1970’li yıllardan beri Japon Manga kitaplarının hastasıyım. Yani Japon çizgi roman sanatının ürünlerinin.

2018 yılında Golden Kamuy adlı yeni bir manga yayınlanmaya başladı ve acaip ilgi gördü.

Bunun üzerine çizgi film haline de getirildi.

Bu manga, Japonya’daki “Anyu” kültüründen esinlenerek yaratılmış.

Anyu halkı, Milattan Önce 300 yıllarından Sibirya’dan zorla çıkarılarak, Sahalin adasına yerleşmek zorunda bırakılan insanlar.

Ana dillerinde “Anyu” ‘insan’ anlamına geliyor.

SOMON AVLAMA HAKKINI KAYBEDEN HALK, SONRA DİLİNİ VE DİNİNİ KAYBETTİ

Daha sonra Sahalin’den de sürülerek Hokkaido adasında zorunlu iskana gönderilmişler. Onu, ağır bir Japon asimilasyonu izlemiş.

Bu asimilasyon sürecinde iki hakları ellerinden alınmış.

Anadillerini konuşmak…

Ve temel ekonomik faaliyetleri olan somon balığı avcılığını yasaklamak.

Tabii bu arada Animist inançları da Budizme döndürülmüş.

Dinler dünyanın her yerinde aynıdır.
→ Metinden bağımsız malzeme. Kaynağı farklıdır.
use std::path::PathBuf;
use std::process::ExitCode;
use anyhow::Result;
use clap::Parser;
use tracing::{error, info};

use swiggy_scraper::cli::{exit_status, init_tracing, status, Args, OutputFormat, EXIT_FAILURE};
use swiggy_scraper::display::{format_menus, format_outcome, format_restaurants};
use swiggy_scraper::models::{Coordinate, ScrapeReport};
use swiggy_scraper::services::{ApiService, LiveScrape, LiveScraper};
use swiggy_scraper::storage::{report_json, write_report, CsvExporter, ParquetConverter};
use swiggy_scraper::Settings;

#[tokio::main]
async fn main() -> ExitCode {
    init_tracing();
    let args = Args::parse();

    tokio::select! {
        outcome = run(args) => match outcome {
            Ok(status) => ExitCode::from(status),
            Err(e) => {
                error!(error = %e, "Scrape aborted");
                eprintln!("❌ Error: {:#}", e);
                ExitCode::from(EXIT_FAILURE)
            }
        },
        _ = tokio::signal::ctrl_c() => {
            eprintln!("\n⏹️ Operation cancelled by user");
            ExitCode::from(EXIT_FAILURE)
        }
    }
}

async fn run(args: Args) -> Result<u8> {
    let mut settings = Settings::from_file(&args.config)?;
    if let Some(dir) = &args.output_dir {
        settings.output.dir = dir.to_string_lossy().into_owned();
    }

    let origin = Coordinate::new(args.lat, args.lng);
    let max_restaurants = args.max_restaurants.unwrap_or(settings.scrape.max_restaurants);
    let api = ApiService::new(&settings.api)?;
    let scraper = LiveScraper::new(&api, &settings.scrape);

    status(args.output, &format!("🔍 Searching restaurants near {}", origin));

    let scrape = scraper
        .restaurants_with_menus(origin, max_restaurants, !args.no_menus, args.smart_search)
        .await;
    let result = &scrape.result;
    let elapsed = result.elapsed.as_secs_f64();

    if let Some(text) = format_outcome(result, args.smart_search) {
        status(args.output, &text);
        return Ok(exit_status(result));
    }

    if result.used_fallback() {
        status(
            args.output,
            &format!("📍 Nothing at the requested point, using results from {}", result.searched_at),
        );
    }

    info!(
        restaurants = result.restaurants().len(),
        menu_items = scrape.menu_item_count(),
        elapsed_secs = elapsed,
        "Scrape finished"
    );

    write_output(&args, &settings, origin, &scrape).await?;

    Ok(exit_status(result))
}

async fn write_output(
    args: &Args,
    settings: &Settings,
    origin: Coordinate,
    scrape: &LiveScrape,
) -> Result<()> {
    let restaurants = scrape.result.restaurants();
    let elapsed = scrape.result.elapsed.as_secs_f64();
    let dir = PathBuf::from(&settings.output.dir);

    match args.output {
        OutputFormat::Table => {
            print!("{}", format_restaurants(restaurants));
            print!("{}", format_menus(&scrape.menus));
            println!(
                "\n✅ Found {} restaurants and {} menu items in {:.2}s",
                restaurants.len(),
                scrape.menu_item_count(),
                elapsed
            );
        }
        OutputFormat::Json => {
            let report = ScrapeReport::new(origin, restaurants, &scrape.menus, elapsed);
            println!("{}", report_json(&report)?);
            let path = dir.join("report.json");
            write_report(&path, &report).await?;
            status(args.output, &format!("💾 Report saved to {}", path.display()));
        }
        OutputFormat::Csv => {
            let path = dir.join("restaurants.csv");
            CsvExporter::write_restaurants(restaurants, &path)?;
            println!("💾 Restaurants saved to {}", path.display());
            if !scrape.menus.is_empty() {
                let path = dir.join("menus.csv");
                CsvExporter::write_menus(&scrape.menus, &path)?;
                println!("💾 Menus saved to {}", path.display());
            }
        }
        OutputFormat::Parquet => {
            let path = dir.join("restaurants.parquet");
            ParquetConverter::convert_restaurants_to_parquet(restaurants, &path)?;
            println!("💾 Restaurants saved to {}", path.display());
            if !scrape.menus.is_empty() {
                let path = dir.join("menus.parquet");
                ParquetConverter::convert_menus_to_parquet(&scrape.menus, &path)?;
                println!("💾 Menus saved to {}", path.display());
            }
        }
    }

    Ok(())
}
Eline kılıç alınca, ilk işi karşısındakinin inancını budamak olur.

SOMON AVLAMA HAKKI 120 YIL SONRA ANAYASAYA GİRİYOR

Ancak Birleşmiş Milletler, bütün dünyada yerel halkların kültürel varoluş haklarını güvence altına alan uluslararası bir sözleşmeyi çıkarınca Japonya da Anyu halkının elinden aldığı haklarını iade etmeye başlamış.  

Böylece Anyular da kendi dillerine ve hayat tarzlarına yeniden kavuştu.

İşte bu çerçeve içinde Japonya Devleti, 1899 yılında yasakladığı somon balığı avlama hakkını 2019 yılında yeniden verdi.

Böylece Anyu halkının somon avlama hakkı anayasal güvence altına alındı.

BU DURUMDA BEN DE İÇME HAKKIMA ANAYASAL GÜVENCE İSTEYEMEM Mİ?

Bir yanda başörtüsüne anayasal güvence…

Bir yanda bedenini teşhir hakkı…

Öte yanda somon balığı avlama hakkı…

Eee böyle bir dünyada benim içkimi rahatça içebilme hakkımı talep etmem çok mu tuhaf yani…

Hiç de değil…

AYIP DEĞİL Mİ HALA ASKERİ DARBE ANAYASASINA YAMA YAPMAYA UĞRAŞIYORUZ

Bir 21’inci yüzyıl ülkesi olarak hâlâ 12 Eylül askeri darbesi sonrası yapılan bir anayasa ile yönetiliyoruz.

Üstelik bu parlamento çatısı altında galiba kimse bu durumdan rahatsız değil.

Baksanıza başörtüsü hakkını bile bu anayasaya yapılacak bir yama ile sağlamaya uğraşıyoruz.

Başörtüsü güvencesini, rakip takımın kaldırdığı voleye şöyle sıkı bir şut olarak nitelemek başka türlü nasıl tercüme edilebilir ki…  

Oysa önümüzde bir seçim var.

Bütün partiler, yeni bir anayasa konusunda vaatte bulunsa, herkes programına ne yazmak istiyorsa yazsa ve seçim sonrasında ilk iş, hiç olmazsa halkın yüzde 70’i tarafından onaylanacak bir anayasa yapılsa…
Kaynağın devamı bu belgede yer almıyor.